Policy is pumping up the economy with investment in resources through dams, mines and plantations. The promise of this big push for development is jobs, incomes and revenues to end poverty. It is a worthy and ambitious effort threatened by its scale and weak administration. The allure of windfall riches masks the high toll on the environment. Developments are tearing at the environment breaking down the foundations of food production and livelihoods.
Opportunities are passed up for sustainably increasing food production for domestic and foreign markets. Chronic food insecurity is therefore unlikely to decline and may indeed intensify.
Furthermore vulnerability to acute food insecurity will persist and may well increase.
It is understandable to pursue resources-led investment given the extent of poverty in Laos amid so much natural wealth. However similar strategies elsewhere have with but a few exceptions fallen short of expectations. There is much to suggest that expectations will also fall short in Laos.
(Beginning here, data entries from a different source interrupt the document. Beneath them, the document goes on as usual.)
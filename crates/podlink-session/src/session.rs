//! The session: exclusive owner of one pod's state and transport.

use std::sync::Weak;

use crate::dose::DoseRecord;
use crate::pod_state::PodState;
use crate::transport::MessageTransport;

/// Host-side observer of pod state transitions.
///
/// Notified synchronously after every state mutation, so observers see a
/// total order on transitions. The session holds the observer weakly and
/// never extends its lifetime.
pub trait SessionObserver {
    fn pod_state_did_change(&self, state: &PodState);
}

/// Session tunables.
#[derive(Debug, Clone, Copy, Default)]
pub struct SessionConfig {
    /// Read status via a cancel-nothing command instead of get-status,
    /// which additionally validates the nonce. Off by default.
    pub use_cancel_none_for_status: bool,
}

/// A communication session with one pod.
///
/// The session owns the [`PodState`], the dose ledger, and the nonce state;
/// `&mut self` on every operation is the serialization discipline — two
/// concurrent operations on the same pod cannot compile. All mutation is
/// routed through [`Session::mutate`], which notifies the observer exactly
/// once per batch.
pub struct Session<T: MessageTransport> {
    pub(crate) state: PodState,
    pub(crate) transport: T,
    pub(crate) config: SessionConfig,
    observer: Option<Weak<dyn SessionObserver>>,
}

impl<T: MessageTransport> Session<T> {
    pub fn new(state: PodState, transport: T) -> Self {
        Self::with_config(state, transport, SessionConfig::default())
    }

    pub fn with_config(state: PodState, transport: T, config: SessionConfig) -> Self {
        Self {
            state,
            transport,
            config,
            observer: None,
        }
    }

    /// Registers the state observer. The session keeps only a weak handle;
    /// a dropped observer is silently skipped.
    pub fn set_observer(&mut self, observer: Weak<dyn SessionObserver>) {
        self.observer = Some(observer);
    }

    pub fn pod_state(&self) -> &PodState {
        &self.state
    }

    pub fn config(&self) -> &SessionConfig {
        &self.config
    }

    /// Applies a batch of state mutations and notifies the observer once.
    pub(crate) fn mutate<R>(&mut self, mutation: impl FnOnce(&mut PodState) -> R) -> R {
        let result = mutation(&mut self.state);
        self.notify_observer();
        result
    }

    fn notify_observer(&self) {
        if let Some(observer) = self.observer.as_ref().and_then(Weak::upgrade) {
            observer.pod_state_did_change(&self.state);
        }
    }

    /// Hands finalized and live dose records to `handler` for durable
    /// export; the finalized buffer is cleared only if the handler returns
    /// `true`. Live records are included for visibility but never cleared.
    pub fn drain_doses(&mut self, handler: impl FnOnce(&[DoseRecord]) -> bool) -> bool {
        self.mutate(|state| state.doses.drain(handler))
    }

    /// Ends the relationship with this pod, discarding its state. Returns
    /// the transport for reuse with a new pod.
    pub fn forget_pod(self) -> T {
        tracing::info!(address = %self.state.address, "forgetting pod");
        self.transport
    }
}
This dynamic is not evolving in isolation. Its mechanisms are increasingly interlocking with the big wheels of global trends, shifting gears as part of the transition from an age of plenty to an age of scarcity. Questions of great uncertainty hang over prospects for global production of food with implications, not least Laos, for supplies, prices and food security. Imports of food into Laos at affordable prices are at risk. Events elsewhere are more likely than before to echo in Laos as acute food insecurity.
These challenges – domestic and global – are not yet reflected in perceptions of risks and opportunities. Food insecurity policy is fragmented and secondary to investment policy.
Prime Minister Bouasone Bouphavanh has drawn connections between land policy and food production. Meanwhile land is being divided between concessions and proposals for dams and mines continue.
This will not be enough to safeguard Laos against vulnerability to the twin perils of acute and chronic food insecurity. The hunger, poor nutrition and disruption they cause weaken people, the cornerstone of national security. The cause of vulnerability lies not in food-production potential but with policy gambling all on resources to underwrite development while inadvertently sacrificing ecosystems underlying food production. Left unchanged policy is on track to ensure food insecurity will continue to threaten national security.
Food security depends upon an intact, robust and healthy environment, secure livelihoods and political recognition of the costs and risks of uncontrolled resources development.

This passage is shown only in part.